------ DATA TO USE ------
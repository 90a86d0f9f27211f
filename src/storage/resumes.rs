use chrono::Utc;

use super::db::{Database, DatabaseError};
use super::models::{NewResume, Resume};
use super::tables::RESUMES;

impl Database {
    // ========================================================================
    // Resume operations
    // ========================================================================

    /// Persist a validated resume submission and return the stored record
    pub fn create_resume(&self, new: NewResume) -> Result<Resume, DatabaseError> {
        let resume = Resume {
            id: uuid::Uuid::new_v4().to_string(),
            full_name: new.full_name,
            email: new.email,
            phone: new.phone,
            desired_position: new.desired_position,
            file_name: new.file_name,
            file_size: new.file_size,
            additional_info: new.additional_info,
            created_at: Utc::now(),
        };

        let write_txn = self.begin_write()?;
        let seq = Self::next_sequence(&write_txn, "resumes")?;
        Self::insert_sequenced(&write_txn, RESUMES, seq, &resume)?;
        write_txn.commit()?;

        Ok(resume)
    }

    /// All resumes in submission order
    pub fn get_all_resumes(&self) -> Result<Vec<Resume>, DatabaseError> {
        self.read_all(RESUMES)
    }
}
------
- **WORK REQUEST**:
Restate the whole listing word for word so that no line differs from the original.

- **ANSWER BOX**:
repository 90a86d0f9f27211f
filename src/storage/resumes.rs
use chrono::Utc;

use super::db::{Database, DatabaseError};
use super::models::{NewResume, Resume};
use super::tables::RESUMES;

impl Database {
    // ========================================================================
    // Resume operations
    // ========================================================================

    /// Persist a validated resume submission and return the stored record
    pub fn create_resume(&self, new: NewResume) -> Result<Resume, DatabaseError> {
        let resume = Resume {
            id: uuid::Uuid::new_v4().to_string(),
            full_name: new.full_name,
            email: new.email,
            phone: new.phone,
            desired_position: new.desired_position,
            file_name: new.file_name,
            file_size: new.file_size,
            additional_info: new.additional_info,
            created_at: Utc::now(),
        };

        let write_txn = self.begin_write()?;
        let seq = Self::next_sequence(&write_txn, "resumes")?;
        Self::insert_sequenced(&write_txn, RESUMES, seq, &resume)?;
        write_txn.commit()?;

        Ok(resume)
    }

    /// All resumes in submission order
    pub fn get_all_resumes(&self) -> Result<Vec<Resume>, DatabaseError> {
        self.read_all(RESUMES)
    }
}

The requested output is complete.